What is the wrong way to approach such questions? And what is the right way?
The wrong way is to start by setting out to define “value” in a completely abstract way and trying to derive moral implications from the definition you arrive at. The right way is to think about the moral issues first and then define “value” so that it corresponds to what you consider to be valid moral principles. This is the right approach (IMHO) even if you’re only interested in arriving at a “personal moral code” that works for you. There is no way that you should allow some abstract conception of value control your moral code rather than the other way around.

Quote:
bd:
But I think that it is possible to define “value” in a way that agrees pretty closely to ordinary usage, and that allows us to say that a thing has value regardless of whether any actual person (past, present or future) ever values it.

JJL:
When you get the time, could please elaborate on this? Inquiring minds want to know.
OK, first let’s consider the last example again. You don’t actually know that Johnny will grow up. would you say that the contents of that chest are valuable now only if he grows up? Or that they’re valuable now because he probably will grow up?

Here’s another example. Suppose that there’s a law that sets up a trust fund for every child to be used to help pay for his college education (if he goes to college). There’s every reason to think that Johnny will want to go to college, and that he won’t be able to afford it without the money in the trust fund. Now the law provides that no one but the designated beneficiary should benefit from the fund, if the beneficiary dies or chooses not to go to college the assets in his fund are destroyed. Now, is Johnny’s trust fund valuable? It seems absurd even to ask the question. Yet Johnny doesn’t value it in the least, and (assuming that no one else cares whether Johnny goes to college) no one else has any reason to either. So if we say that there must be a valuer in order for something to have value, we get the paradoxical result that the fund is actually of no value whatsoever. This is completely contrary to ordinary usage. So if we are taking common usage as our guide, we must reject the idea that something must be valued in order to have value.

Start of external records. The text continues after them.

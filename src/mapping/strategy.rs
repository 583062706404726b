//! Direction strategies: what a direction key does while its direction is held
//!
//! Two mutually exclusive behaviors exist. [`LevelStrategy`] holds the key for as
//! long as the direction is active. [`RepeatStrategy`] presses once, waits an
//! initial delay, then pulses the key at a fixed cadence like OS key repeat.

use crate::mapping::direction::{Direction, DirectionSet};
use serde::{Deserialize, Serialize};
use std::fmt::{self, Display};
use std::time::{Duration, Instant};

/// Selects the direction strategy
#[derive(Debug, Clone, Copy, PartialEq, Eq, Hash, Default, Serialize, Deserialize)]
#[serde(rename_all = "lowercase")]
pub enum DirectionMode {
    /// Key held continuously while the direction is active
    #[default]
    Level,

    /// Press, then release+press pulses after an initial delay
    Repeat,
}

impl Display for DirectionMode {
    fn fmt(&self, f: &mut fmt::Formatter<'_>) -> fmt::Result {
        match self {
            DirectionMode::Level => write!(f, "level"),
            DirectionMode::Repeat => write!(f, "repeat"),
        }
    }
}

impl DirectionMode {
    pub fn create_strategy(&self, timing: RepeatTiming) -> Box<dyn DirectionStrategy> {
        match self {
            DirectionMode::Level => Box::new(LevelStrategy),
            DirectionMode::Repeat => Box::new(RepeatStrategy::new(timing)),
        }
    }
}

/// Initial delay and cadence for [`RepeatStrategy`]
#[derive(Debug, Clone, Copy, PartialEq, Eq)]
pub struct RepeatTiming {
    pub initial_delay: Duration,
    pub interval: Duration,
}

impl Default for RepeatTiming {
    fn default() -> Self {
        Self {
            initial_delay: Duration::from_millis(500),
            interval: Duration::from_millis(50),
        }
    }
}

/// What the engine must do with a direction key this tick
#[derive(Debug, Clone, Copy, PartialEq, Eq)]
pub enum DirectionAction {
    /// Ensure the key is held
    Hold,
    /// Ensure the key is released
    Release,
    /// Release then press again, producing a fresh key-down edge
    Pulse,
}

/// Turns the active direction set into one action per direction
pub trait DirectionStrategy {
    fn resolve(
        &mut self,
        active: DirectionSet,
        now: Instant,
    ) -> [(Direction, DirectionAction); Direction::COUNT];

    /// Forgets any timing state, called once every key has been released
    fn reset(&mut self);

    fn mode(&self) -> DirectionMode;
}

/// Level-triggered: the key mirrors the direction bit
#[derive(Debug, Default)]
pub struct LevelStrategy;

impl DirectionStrategy for LevelStrategy {
    fn resolve(
        &mut self,
        active: DirectionSet,
        _now: Instant,
    ) -> [(Direction, DirectionAction); Direction::COUNT] {
        Direction::ALL.map(|direction| {
            if active.contains(direction) {
                (direction, DirectionAction::Hold)
            } else {
                (direction, DirectionAction::Release)
            }
        })
    }

    fn reset(&mut self) {}

    fn mode(&self) -> DirectionMode {
        DirectionMode::Level
    }
}

/// Auto-repeat: pulses at t=0, then t=delay, delay+interval, ...
///
/// Each direction keeps the instant the next repeat is measured from. The
/// instant advances by `interval` on every pulse rather than jumping to the
/// current tick, so the cadence does not drift with tick jitter.
#[derive(Debug)]
pub struct RepeatStrategy {
    timing: RepeatTiming,
    state: [Option<Instant>; Direction::COUNT],
}

impl RepeatStrategy {
    pub fn new(timing: RepeatTiming) -> Self {
        Self {
            timing,
            state: [None; Direction::COUNT],
        }
    }

    pub fn is_active(&self, direction: Direction) -> bool {
        self.state[direction.index()].is_some()
    }
}

impl DirectionStrategy for RepeatStrategy {
    fn resolve(
        &mut self,
        active: DirectionSet,
        now: Instant,
    ) -> [(Direction, DirectionAction); Direction::COUNT] {
        let timing = self.timing;
        Direction::ALL.map(|direction| {
            let slot = &mut self.state[direction.index()];
            let action = match (active.contains(direction), *slot) {
                (false, _) => {
                    *slot = None;
                    DirectionAction::Release
                }
                (true, None) => {
                    *slot = Some(now);
                    DirectionAction::Hold
                }
                (true, Some(since)) => {
                    if now.saturating_duration_since(since) >= timing.initial_delay {
                        *slot = Some(since + timing.interval);
                        DirectionAction::Pulse
                    } else {
                        DirectionAction::Hold
                    }
                }
            };
            (direction, action)
        })
    }

    fn reset(&mut self) {
        self.state = [None; Direction::COUNT];
    }

    fn mode(&self) -> DirectionMode {
        DirectionMode::Repeat
    }
}

#[cfg(test)]
mod tests {
    use super::*;

    fn action_for(
        actions: [(Direction, DirectionAction); Direction::COUNT],
        direction: Direction,
    ) -> DirectionAction {
        actions
            .into_iter()
            .find(|(d, _)| *d == direction)
            .map(|(_, a)| a)
            .unwrap()
    }

    fn only(direction: Direction) -> DirectionSet {
        [direction].into_iter().collect()
    }

    #[test]
    fn level_strategy_mirrors_the_set() {
        let mut strategy = LevelStrategy;
        let actions = strategy.resolve(only(Direction::Left), Instant::now());
        assert_eq!(action_for(actions, Direction::Left), DirectionAction::Hold);
        assert_eq!(action_for(actions, Direction::Right), DirectionAction::Release);
        assert_eq!(action_for(actions, Direction::Up), DirectionAction::Release);
    }

    #[test]
    fn repeat_strategy_waits_for_initial_delay() {
        let start = Instant::now();
        let mut strategy = RepeatStrategy::new(RepeatTiming::default());

        let first = strategy.resolve(only(Direction::Up), start);
        assert_eq!(action_for(first, Direction::Up), DirectionAction::Hold);
        assert!(strategy.is_active(Direction::Up));

        for ms in (10..500).step_by(10) {
            let actions = strategy.resolve(only(Direction::Up), start + Duration::from_millis(ms));
            assert_eq!(
                action_for(actions, Direction::Up),
                DirectionAction::Hold,
                "unexpected pulse at {ms} ms"
            );
        }

        let at_delay = strategy.resolve(only(Direction::Up), start + Duration::from_millis(500));
        assert_eq!(action_for(at_delay, Direction::Up), DirectionAction::Pulse);
    }

    #[test]
    fn repeat_cadence_is_anchored_to_the_schedule() {
        let start = Instant::now();
        let mut strategy = RepeatStrategy::new(RepeatTiming::default());
        strategy.resolve(only(Direction::Right), start);

        let mut pulses = Vec::new();
        for ms in (10..=700).step_by(10) {
            let actions =
                strategy.resolve(only(Direction::Right), start + Duration::from_millis(ms));
            if action_for(actions, Direction::Right) == DirectionAction::Pulse {
                pulses.push(ms);
            }
        }
        assert_eq!(pulses, vec![500, 550, 600, 650, 700]);
    }

    #[test]
    fn releasing_clears_the_timestamp() {
        let start = Instant::now();
        let mut strategy = RepeatStrategy::new(RepeatTiming::default());
        strategy.resolve(only(Direction::Down), start);

        let released = strategy.resolve(DirectionSet::empty(), start + Duration::from_millis(100));
        assert_eq!(action_for(released, Direction::Down), DirectionAction::Release);
        assert!(!strategy.is_active(Direction::Down));

        // A fresh hold restarts the initial delay
        let again = start + Duration::from_millis(600);
        strategy.resolve(only(Direction::Down), again);
        let soon = strategy.resolve(only(Direction::Down), again + Duration::from_millis(490));
        assert_eq!(action_for(soon, Direction::Down), DirectionAction::Hold);
    }

    #[test]
    fn reset_forgets_all_directions() {
        let mut strategy = RepeatStrategy::new(RepeatTiming::default());
        let all: DirectionSet = Direction::ALL.into_iter().collect();
        strategy.resolve(all, Instant::now());
        strategy.reset();
        for direction in Direction::ALL {
            assert!(!strategy.is_active(direction));
        }
    }

    #[test]
    fn mode_deserializes_lowercase() {
        #[derive(Deserialize)]
        struct Wrapper {
            mode: DirectionMode,
        }
        let parsed: Wrapper = toml::from_str("mode = \"repeat\"").unwrap();
        assert_eq!(parsed.mode, DirectionMode::Repeat);
        assert_eq!(DirectionMode::default(), DirectionMode::Level);
        assert_eq!(
            DirectionMode::Repeat.create_strategy(RepeatTiming::default()).mode(),
            DirectionMode::Repeat
        );
    }
}
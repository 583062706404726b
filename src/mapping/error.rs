//! Error definitions for the mapping module

use thiserror::Error;

/// Errors raised while building the translation engine
#[derive(Debug, Error)]
pub enum MappingError {
    /// The static key table failed validation
    #[error("Invalid key table: {0}")]
    InvalidKeyTable(String),

    /// Engine settings outside their allowed range
    #[error("Configuration error: {0}")]
    ConfigError(String),
}
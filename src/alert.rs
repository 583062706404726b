//! Native error dialog for fatal startup failures
//!
//! Best effort only: a headless session or a broken dialog backend must not
//! turn an already fatal error into a crash with a worse message.

use rfd::{MessageButtons, MessageDialog, MessageLevel};
use std::panic::{self, AssertUnwindSafe};
use tracing::{debug, warn};

pub const ALERT_TITLE: &str = "Controller Error";

pub fn show_alert(message: &str) {
    debug!("Showing alert: {}", message);
    let shown = panic::catch_unwind(AssertUnwindSafe(|| {
        MessageDialog::new()
            .set_level(MessageLevel::Error)
            .set_title(ALERT_TITLE)
            .set_description(message)
            .set_buttons(MessageButtons::Ok)
            .show()
    }));

    if shown.is_err() {
        warn!("Could not display alert dialog");
    }
}
//! Controller subsystem for gamepad input sampling
//!
//! 1. [`snapshot`] - Button/axis indices, per-tick snapshots and the [`Sampler`] trait
//! 2. [`collector`] - gilrs backed sampler for the first connected gamepad
//!
//! # Architecture
//!
//! ```text
//! Gamepad ──► EventCollector<Collecting> ──► ControllerSnapshot (once per tick)
//! ```
//!
//! Reads never block; the collector drains the gilrs event queue at the top of
//! every tick and answers point-in-time state queries afterwards.

pub mod collector;
pub mod snapshot;

pub use collector::{CollectorError, EventCollector};
pub use snapshot::{ControllerSnapshot, PadAxis, PadButton, Sampler, SamplerEvent};
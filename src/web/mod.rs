mod routes;

pub use routes::create_router;
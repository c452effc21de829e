//! Data-channel message handling
//!
//! The one protocol the broker speaks on a session's data channel is
//! echo-with-transform: a text message starting with `ping` is answered
//! with `pong` plus the unchanged remainder. Anything else is ignored.

use std::sync::Arc;

use webrtc::data_channel::data_channel_message::DataChannelMessage;
use webrtc::data_channel::RTCDataChannel;

/// Reply for an incoming text message, if one is owed.
pub fn reply_for(message: &str) -> Option<String> {
    message.strip_prefix("ping").map(|rest| format!("pong{rest}"))
}

/// Wire the echo protocol onto an incoming data channel.
pub fn attach_echo(session_id: &str, channel: Arc<RTCDataChannel>) {
    let session_id = session_id.to_string();
    let label = channel.label().to_string();
    tracing::info!("{} data channel opened: {}", session_id, label);

    let dc = channel.clone();
    channel.on_message(Box::new(move |msg: DataChannelMessage| {
        let dc = dc.clone();
        let session_id = session_id.clone();

        Box::pin(async move {
            if !msg.is_string {
                tracing::debug!("{} binary data channel message ignored", session_id);
                return;
            }
            let Ok(text) = String::from_utf8(msg.data.to_vec()) else {
                return;
            };
            if let Some(reply) = reply_for(&text) {
                if let Err(e) = dc.send_text(reply).await {
                    tracing::debug!("{} data channel send failed: {}", session_id, e);
                }
            }
        })
    }));
}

Moreover, it is possible that Johnny will die before he even cares whether he will go to college, although we have no way of knowing this. But supposing that it happens to be true, would you say that the fund has no value? Again, this seems to be clearly contrary to ordinary usage. Most people would say that the fund has some value so long as it’s possible (so far as anyone knows) that Johnny will want to use it to go to college. So here we have a case where something has value even though there is no valuer – past, present, or future.

Of course, you are free to say that you personally don’t use the term “value” in this way; that you would say that Johnny’s fund really doesn’t have value when he’s one year old, or if he is going to die before he cares about going to college. But if you’re going to arbitrarily assign your own meaning, the original question is absurd: how can the rest of know whether or not you’re going to arbitrarily choose a personal, private meaning of “value” under which values cannot exist independently of valuers? And if you argue for one definition of “value” over another on the grounds of the implications it has in moral terms, you’re doing exactly what I think you should have been doing from the start – namely, using your moral code to determine your definition of “value” rather than the other way around.